The government recognised the economic impact of covid-19 on businesses by enacting the Insolvency and Bankruptcy Code (Amendment) Ordinance, 2020. The ordinance, among other measures, inserted section 10A into the Insolvency and Bankruptcy Code, 2016, which suspends for six months the operation of sections 7, 9 and 10, the sections triggering insolvency proceedings, in respect of any default from 25 March. The suspension may be extended for up to a year. The legislative intention was clearly to allow companies to ride out the crisis without facing insolvency proceedings. This is commendable and, with the loan moratorium instituted by the Reserve Bank of India, eases pressure on companies.
From the perspective of financial creditors, however, the ordinance has stripped away the most efficient way to recover outstanding debts. Since the commencement of the IBC regime, increasing numbers of creditors, especially financial creditors, have taken action through the insolvency process instead of taking proceedings in such tribunals as the Debts Recovery Tribunal (DRT) or under the Securitisation and Reconstruction of Financial Assets and Enforcement of Securities Interest Act, 2002 (SARFAESI). This is mainly due to the timely process guaranteed under the IBC. With the suspension of insolvency under the code, financial creditors have no option but to pursue proceedings under SARFAESI or before the DRT. These however are usually protracted. Financial creditors are therefore looking for solutions that may still be open under the code.
Most corporate debt obligations are secured not only by tangible assets but also by guarantees from other corporations or personal guarantees from the promoters. Usually a creditor will enforce the securities or go before insolvency tribunals rather than pursuing personal guarantees. However, the ordinance does not lessen the rigours of the code against personal guarantors. This has caused some confusion as to whether it is permissible for creditors to proceed against the personal guarantors of the corporate debtors even when no insolvency proceedings could be brought against the defaulting company. Even the Supreme Court has recently questioned why public sector banks have not pursued personal guarantees issued by promoters of defaulting entities.
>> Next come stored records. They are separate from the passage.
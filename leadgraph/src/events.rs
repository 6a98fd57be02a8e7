//! Event Stream (C9) — the leadgraph-specific payload shapes carried over
//! `vantage::event_bus`, plus the per-submission sequence counter the
//! transport needs for "client must tolerate duplicates, idempotent by
//! event kind + monotone sequence id".
//!
//! Every [`LeadEvent`] is wrapped as `vantage::event_bus::Event::Diagnostic`
//! (scope = the event kind, message = the JSON envelope including `seq`)
//! rather than inventing a second transport: nodes already have
//! `NodeContext::emit_diagnostic`, and `EventBus`/`EventStream` already give
//! the single-subscriber, at-least-once, lag-aware channel this component
//! asks for.

use std::sync::atomic::{AtomicU64, Ordering};
use std::sync::Arc;

use serde::Serialize;
use serde_json::{json, Value};
use uuid::Uuid;
use vantage::event_bus::{Event, EventBus, EventStream};

/// One event in the ordering `{enrichment_started, layer1_complete,
/// layer2_complete, layer3_complete, stage_started_1, stage_complete_1,
/// …, stage_complete_6, pipeline_complete}` (plus `error`, which can
/// interleave with any of the above).
#[derive(Debug, Clone)]
pub enum LeadEvent {
    EnrichmentStarted {
        session_id: Uuid,
        domain: String,
    },
    LayerComplete {
        layer: u8,
        fields: Value,
        confidences: Value,
        cost_usd: f64,
    },
    StageStarted {
        stage_id: u8,
    },
    StageComplete {
        stage_id: u8,
        duration_ms: u64,
        cost_usd: f64,
    },
    PipelineComplete {
        report_available: bool,
        events_dropped: usize,
    },
    Error {
        where_: &'static str,
        kind: String,
        message: String,
    },
}

impl LeadEvent {
    /// The scope string used as the event's discriminator on the wire,
    /// e.g. `layer1_complete`, `stage_started`, `pipeline_complete`.
    #[must_use]
    pub fn scope(&self) -> String {
        match self {
            Self::EnrichmentStarted { .. } => "enrichment_started".to_string(),
            Self::LayerComplete { layer, .. } => format!("layer{layer}_complete"),
            Self::StageStarted { .. } => "stage_started".to_string(),
            Self::StageComplete { .. } => "stage_complete".to_string(),
            Self::PipelineComplete { .. } => "pipeline_complete".to_string(),
            Self::Error { .. } => "error".to_string(),
        }
    }

    fn payload(&self) -> Value {
        match self {
            Self::EnrichmentStarted { session_id, domain } => json!({
                "session_id": session_id,
                "domain": domain,
            }),
            Self::LayerComplete { fields, confidences, cost_usd, .. } => json!({
                "fields": fields,
                "confidences": confidences,
                "cost_usd": cost_usd,
            }),
            Self::StageStarted { stage_id } => json!({ "stage_id": stage_id }),
            Self::StageComplete { stage_id, duration_ms, cost_usd } => json!({
                "stage_id": stage_id,
                "duration_ms": duration_ms,
                "cost_usd": cost_usd,
            }),
            Self::PipelineComplete { report_available, events_dropped } => json!({
                "report_available": report_available,
                "events_dropped": events_dropped,
            }),
            Self::Error { where_, kind, message } => json!({
                "where": where_,
                "kind": kind,
                "message": message,
            }),
        }
    }
}

/// `seq`-stamped envelope, the unit actually serialized onto the wire.
#[derive(Debug, Clone, Serialize)]
struct Envelope {
    seq: u64,
    kind: String,
    #[serde(flatten)]
    payload: Value,
}

/// Render `event` into its wire scope and serialized envelope, stamped with
/// `seq`. Used by workflow nodes (the enrichment layers, the analysis
/// stages) that publish through `NodeContext::emit_diagnostic` directly
/// rather than through a [`SessionEvents`] handle — a node only has a
/// sequence number carried forward in the run's own state, not a counter of
/// its own.
#[must_use]
pub fn stamp(seq: u64, event: &LeadEvent) -> (String, String) {
    let envelope = Envelope {
        seq,
        kind: event.scope(),
        payload: event.payload(),
    };
    (event.scope(), serde_json::to_string(&envelope).unwrap_or_default())
}

/// Per-submission event publisher: owns the monotone sequence counter and
/// the `EventBus` events are multiplexed through.
///
/// One `SessionEvents` per in-flight submission, used for events published
/// outside workflow-node execution: the cache-hit synthetic `layer3_complete`
/// and any `pipeline_complete`/`error` event a driver publishes after a run
/// finishes. Events published from inside a node use [`stamp`] directly so
/// their sequence number comes from the run's own state instead of a second,
/// independent counter.
pub struct SessionEvents {
    bus: Arc<EventBus>,
    seq: AtomicU64,
}

impl SessionEvents {
    #[must_use]
    pub fn new(bus: Arc<EventBus>) -> Self {
        Self {
            bus,
            seq: AtomicU64::new(1),
        }
    }

    /// Start the counter from `next_seq` rather than 1, continuing a
    /// sequence a node-driven run already advanced.
    #[must_use]
    pub fn starting_from(bus: Arc<EventBus>, next_seq: u64) -> Self {
        Self {
            bus,
            seq: AtomicU64::new(next_seq),
        }
    }

    /// Publish one event, stamping it with the next sequence number.
    /// Best-effort: a publish failure (no listener started, channel full)
    /// is not surfaced to the caller, matching the "events are advisory,
    /// the durable cache is the source of truth" rule.
    pub fn publish(&self, event: LeadEvent) {
        let seq = self.seq.fetch_add(1, Ordering::SeqCst);
        let (scope, message) = stamp(seq, &event);
        let emitter = self.bus.get_emitter();
        let _ = vantage::event_bus::EventEmitter::emit(&*emitter, Event::diagnostic(scope, message));
    }

    #[must_use]
    pub fn subscribe(&self) -> EventStream {
        self.bus.subscribe()
    }

    /// Count of events dropped so far because the subscriber (the SSE
    /// client) lagged behind the bounded buffer. Surfaced as
    /// `events_dropped` on `pipeline_complete`.
    #[must_use]
    pub fn dropped(&self) -> usize {
        self.bus.dropped()
    }
}

/// Parse a wire event back into its scope and JSON payload, for the SSE
/// handler translating `vantage::event_bus::Event`s into `text/event-stream`
/// frames. Returns `None` for event kinds this component never emits
/// (`Node`/`LLM`), which should not reach a client subscribed to this
/// stream.
#[must_use]
pub fn parse_wire_event(event: &Event) -> Option<(String, Value)> {
    let Event::Diagnostic(diag) = event else {
        return None;
    };
    let envelope: Value = serde_json::from_str(diag.message()).ok()?;
    Some((diag.scope().to_string(), envelope))
}

#[cfg(test)]
mod tests {
    use super::*;
    use vantage::event_bus::StdOutSink;

    #[test]
    fn scope_names_match_the_documented_event_kinds() {
        assert_eq!(
            LeadEvent::LayerComplete { layer: 1, fields: json!({}), confidences: json!({}), cost_usd: 0.0 }.scope(),
            "layer1_complete"
        );
        assert_eq!(LeadEvent::PipelineComplete { report_available: true, events_dropped: 0 }.scope(), "pipeline_complete");
    }

    #[tokio::test]
    async fn published_events_carry_strictly_increasing_sequence_numbers() {
        let bus = Arc::new(EventBus::with_sink(StdOutSink::default()));
        bus.listen_for_events();
        let events = SessionEvents::new(Arc::clone(&bus));
        let mut stream = events.subscribe();

        events.publish(LeadEvent::EnrichmentStarted { session_id: Uuid::nil(), domain: "acme.com".to_string() });
        events.publish(LeadEvent::LayerComplete {
            layer: 1,
            fields: json!({"name": "Acme"}),
            confidences: json!({"name": 80}),
            cost_usd: 0.0,
        });

        let (first_scope, first) = parse_wire_event(&stream.recv().await.unwrap()).unwrap();
        let (second_scope, second) = parse_wire_event(&stream.recv().await.unwrap()).unwrap();
        assert_eq!(first_scope, "enrichment_started");
        assert_eq!(second_scope, "layer1_complete");
        assert_eq!(first["seq"], json!(1));
        assert_eq!(second["seq"], json!(2));
    }
}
It is a well-established principle of contract law that the obligations of a guarantor are independent of, and co-extensive with, those of the principal borrower. This general proposition of contract law is different from an insolvency which is governed exclusively by the code. Under part III of the code, only personal guarantors to corporate debtors can be the subject of proceedings. A personal guarantor under part III has been defined as a debtor who is a personal guarantor to a corporate debtor and in respect of whom guarantee has been invoked by the creditor and remains unpaid in full or part. The personal guarantor is thus considered as the debtor only once the liability of the personal guarantor arises in law, that is when the creditor invokes the personal guarantee.
It is important to understand the intent behind the notification of provisions of Part III of the IBC with respect to personal guarantors. Section 2(e) of the code applying the code to personal guarantors of corporate debtors was only brought into force on 1 December 2019. A corporate debtor is a corporate person that owes a debt to someone. This, together with the fact that a personal guarantee must have been invoked, implies that the provisions for the insolvency of a personal guarantor can be invoked only when the corporate debtor defaults on its obligations and such defaults are recognised under the code. It can be argued that the intention was to allow creditors to proceed against the personal guarantors only once it has been determined that the principal borrower has defaulted on the repayment of the debt and is in a corporate insolvency resolution process (CIRP).
The ordinance appears to be restricted to part II of the code that deals with CIRPs and the liquidation of corporate persons, but one can argue the legislative intention must be available to stakeholders equally. It can also be argued that if there is no default by the corporate debtor, there can be no default by the personal guarantor in respect of the same debt. Further, the ordinance inserted section 66(3) into the code, which provides that no director or officer of the company shall be compelled to make a contribution to the assets of the corporate debtor, if a default occurred during the period of suspension. However, in the absence of specific provisions in the ordinance in this regard, this argument remains to be tested before the courts and tribunals.
Anush Raajan is a joint partner and Swastika Chakravarti is a senior associate at Lakshmikumaran & Sridharan.